La fin des diamants de sang ?

Le témoignage de Naomi Campbell lors du procès de l’ancien Président libérien Charles Taylor remet sous les feux de l’actualité le problème brûlant des « diamants de sang ». Il est cependant dommage de constater que malgré la médiatisation du trafic de ces pierres, les moyens de lutte contre, eux, restent dans l’ombre.

Rendus connus du grand public grâce au film Blood Diamonds ou encore Lord of war, les « diamants de sang » ou « diamants de conflit » sont une des causes majeures de la guerre civile qui a ravagé la Sierra Leone de 1991 à 2002. Le RUF (Front Révolutionnaire Uni, groupe rebelle sierra léonais), soutenu par Charles Taylor (qui deviendra par la suite Président du Libéria) et commandé par Foday Sankoh a cherché à s’emparer des mines diamantifères, situées principalement à l’Est du pays – à proximité de la frontière libérienne.

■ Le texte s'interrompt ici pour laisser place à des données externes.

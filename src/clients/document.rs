//! Document collection client.
//!
//! Collections are JSON arrays of documents persisted one file per
//! collection. Every document carries a string `id`. Field names passed to
//! the client are canonical snake_case and translated with the store's
//! [`FieldNaming`] before they touch a document.

use std::borrow::Cow;
use std::cmp::Ordering;
use std::fs;
use std::path::{Path, PathBuf};
use std::sync::{Mutex, MutexGuard};

use serde_json::Value;

use crate::domain::types::SortDirection;
use crate::repository::errors::{RepositoryError, RepositoryResult};

/// A single stored document.
pub type Document = serde_json::Map<String, Value>;

const ID_FIELD: &str = "id";

/// Field naming convention used by a backing store.
#[derive(Debug, Clone, Copy, PartialEq, Eq)]
pub enum FieldNaming {
    SnakeCase,
    CamelCase,
}

impl FieldNaming {
    /// Translates a canonical snake_case field name into this convention.
    pub fn field(self, name: &str) -> Cow<'_, str> {
        match self {
            Self::SnakeCase => Cow::Borrowed(name),
            Self::CamelCase if !name.contains('_') => Cow::Borrowed(name),
            Self::CamelCase => {
                let mut out = String::with_capacity(name.len());
                let mut upper = false;
                for ch in name.chars() {
                    if ch == '_' {
                        upper = true;
                    } else if upper {
                        out.extend(ch.to_uppercase());
                        upper = false;
                    } else {
                        out.push(ch);
                    }
                }
                Cow::Owned(out)
            }
        }
    }
}

/// File-backed document store.
#[derive(Debug)]
pub struct DocumentStore {
    root: PathBuf,
    naming: FieldNaming,
    lock: Mutex<()>,
}

impl DocumentStore {
    /// Opens (and creates if needed) a store rooted at `root`.
    pub fn open(root: impl Into<PathBuf>, naming: FieldNaming) -> RepositoryResult<Self> {
        let root = root.into();
        fs::create_dir_all(&root)?;
        Ok(Self {
            root,
            naming,
            lock: Mutex::new(()),
        })
    }

    pub fn naming(&self) -> FieldNaming {
        self.naming
    }

    pub fn root(&self) -> &Path {
        &self.root
    }

    /// Lists every document, optionally sorted by `sort_field`.
    ///
    /// Documents missing the sort field come last in either direction; ties
    /// keep insertion order.
    pub fn list_all(
        &self,
        collection: &str,
        sort_field: Option<&str>,
        direction: SortDirection,
    ) -> RepositoryResult<Vec<Document>> {
        let _guard = self.guard()?;
        let mut documents = self.read_collection(collection)?;
        if let Some(field) = sort_field {
            let field = self.naming.field(field);
            documents.sort_by(|a, b| compare_field(a.get(&*field), b.get(&*field), direction));
        }
        Ok(documents)
    }

    pub fn get(&self, collection: &str, id: &str) -> RepositoryResult<Option<Document>> {
        let _guard = self.guard()?;
        Ok(self
            .read_collection(collection)?
            .into_iter()
            .find(|doc| document_id(doc) == Some(id)))
    }

    /// Returns documents whose `field` equals `value`, in insertion order.
    pub fn find_where(
        &self,
        collection: &str,
        field: &str,
        value: &Value,
    ) -> RepositoryResult<Vec<Document>> {
        let _guard = self.guard()?;
        let field = self.naming.field(field);
        Ok(self
            .read_collection(collection)?
            .into_iter()
            .filter(|doc| doc.get(&*field) == Some(value))
            .collect())
    }

    /// Appends a document, assigning an `id` when it has none.
    pub fn insert(&self, collection: &str, document: Document) -> RepositoryResult<Document> {
        let _guard = self.guard()?;
        let mut document = self.translate(document);
        if document_id(&document).is_none() {
            document.insert(
                ID_FIELD.to_string(),
                Value::String(uuid::Uuid::new_v4().to_string()),
            );
        }

        let mut documents = self.read_collection(collection)?;
        documents.push(document.clone());
        self.write_collection(collection, &documents)?;
        Ok(document)
    }

    /// Merges `partial` into the document with the given id.
    pub fn update(&self, collection: &str, id: &str, partial: Document) -> RepositoryResult<()> {
        let _guard = self.guard()?;
        let partial = self.translate(partial);
        let mut documents = self.read_collection(collection)?;
        let document = documents
            .iter_mut()
            .find(|doc| document_id(doc) == Some(id))
            .ok_or(RepositoryError::NotFound)?;
        for (key, value) in partial {
            if key != ID_FIELD {
                document.insert(key, value);
            }
        }
        self.write_collection(collection, &documents)
    }

    pub fn delete(&self, collection: &str, id: &str) -> RepositoryResult<()> {
        let _guard = self.guard()?;
        let mut documents = self.read_collection(collection)?;
        let before = documents.len();
        documents.retain(|doc| document_id(doc) != Some(id));
        if documents.len() == before {
            return Err(RepositoryError::NotFound);
        }
        self.write_collection(collection, &documents)
    }

    /// Deletes every document whose `field` equals `value`.
    pub fn delete_where(
        &self,
        collection: &str,
        field: &str,
        value: &Value,
    ) -> RepositoryResult<usize> {
        let _guard = self.guard()?;
        let field = self.naming.field(field);
        let mut documents = self.read_collection(collection)?;
        let before = documents.len();
        documents.retain(|doc| doc.get(&*field) != Some(value));
        let removed = before - documents.len();
        if removed > 0 {
            self.write_collection(collection, &documents)?;
        }
        Ok(removed)
    }

    fn guard(&self) -> RepositoryResult<MutexGuard<'_, ()>> {
        self.lock
            .lock()
            .map_err(|_| RepositoryError::Unavailable("document store lock poisoned".to_string()))
    }

    fn translate(&self, document: Document) -> Document {
        document
            .into_iter()
            .map(|(key, value)| (self.naming.field(&key).into_owned(), value))
            .collect()
    }

    fn collection_path(&self, collection: &str) -> PathBuf {
        self.root.join(format!("{collection}.json"))
    }

    fn read_collection(&self, collection: &str) -> RepositoryResult<Vec<Document>> {
        let path = self.collection_path(collection);
        if !path.exists() {
            return Ok(Vec::new());
        }
        let raw = fs::read_to_string(&path)?;
        if raw.trim().is_empty() {
            return Ok(Vec::new());
        }
        Ok(serde_json::from_str(&raw)?)
    }

    fn write_collection(&self, collection: &str, documents: &[Document]) -> RepositoryResult<()> {
        let path = self.collection_path(collection);
        let tmp = path.with_extension("json.tmp");
        fs::write(&tmp, serde_json::to_vec_pretty(documents)?)?;
        fs::rename(&tmp, &path)?;
        Ok(())
    }
}

fn document_id(document: &Document) -> Option<&str> {
    document.get(ID_FIELD).and_then(Value::as_str)
}

fn compare_field(a: Option<&Value>, b: Option<&Value>, direction: SortDirection) -> Ordering {
    let a = a.filter(|v| !v.is_null());
    let b = b.filter(|v| !v.is_null());
    match (a, b) {
        (None, None) => Ordering::Equal,
        (None, Some(_)) => Ordering::Greater,
        (Some(_), None) => Ordering::Less,
        (Some(a), Some(b)) => direction.apply(compare_values(a, b)),
    }
}

fn compare_values(a: &Value, b: &Value) -> Ordering {
    match (a, b) {
        (Value::Number(a), Value::Number(b)) => a
            .as_f64()
            .partial_cmp(&b.as_f64())
            .unwrap_or(Ordering::Equal),
        (Value::String(a), Value::String(b)) => a.cmp(b),
        (Value::Bool(a), Value::Bool(b)) => a.cmp(b),
        _ => Ordering::Equal,
    }
}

L’accord entre les deux partis était simple : grâce au soutien matériel et financier de Charles Taylor, le RUF pouvait prendre le contrôle des mines diamantifères et devenir une véritable force d’opposition au pouvoir en place (à l’époque quasi inexistant), en échange de quoi une partie de la production de ces mines revenait à Charles Taylor, pour qu’il puisse prendre le contrôle du Libéria. Comme ça, tout le monde est gagnant !

Le 23 mars 1991, le RUF attaque deux villages sierra léonais et entraîne le début de la guerre civile, qui fera environ 200 000 morts et obligera plus de deux millions de civils à fuir, en particulier dans des camps de réfugiés extrêmement précaires. Pour garantir sa possession des mines de diamants et terroriser la population, le RUF avait recours à de multiples exactions qui font froid dans le dos : saccages de villages, exécutions sommaires, viols, mutilations, embrigadement d’enfants soldats, ou encore esclavage sexuel de femmes et de filles.

Une fois les mines contrôlées par le RUF, les diamants sierra léonais étaient acheminés selon un circuit complexe et illégal au Libéria, où ils devenaient « libériens » et pouvaient donc circuler librement sur le marché des pierres précieuses. Avantage important : ces diamants, qui comptent parmi les plus parfaits du monde, étaient alors vendus aux compagnies à des prix bien inférieurs à ceux du marché, puisque vendus illégalement par le biais de la contrebande. Ce mécanisme a semblé profiter majoritairement à deux compagnies : De Beers (sud-africaine) et Lazare Kaplan International (américaine). Le Libéria s’est donc mis à exporter environ 60 fois plus de diamants qu’il n’en produisait en réalité, alors que les exportations ont chuté vertigineusement en Sierra Leone.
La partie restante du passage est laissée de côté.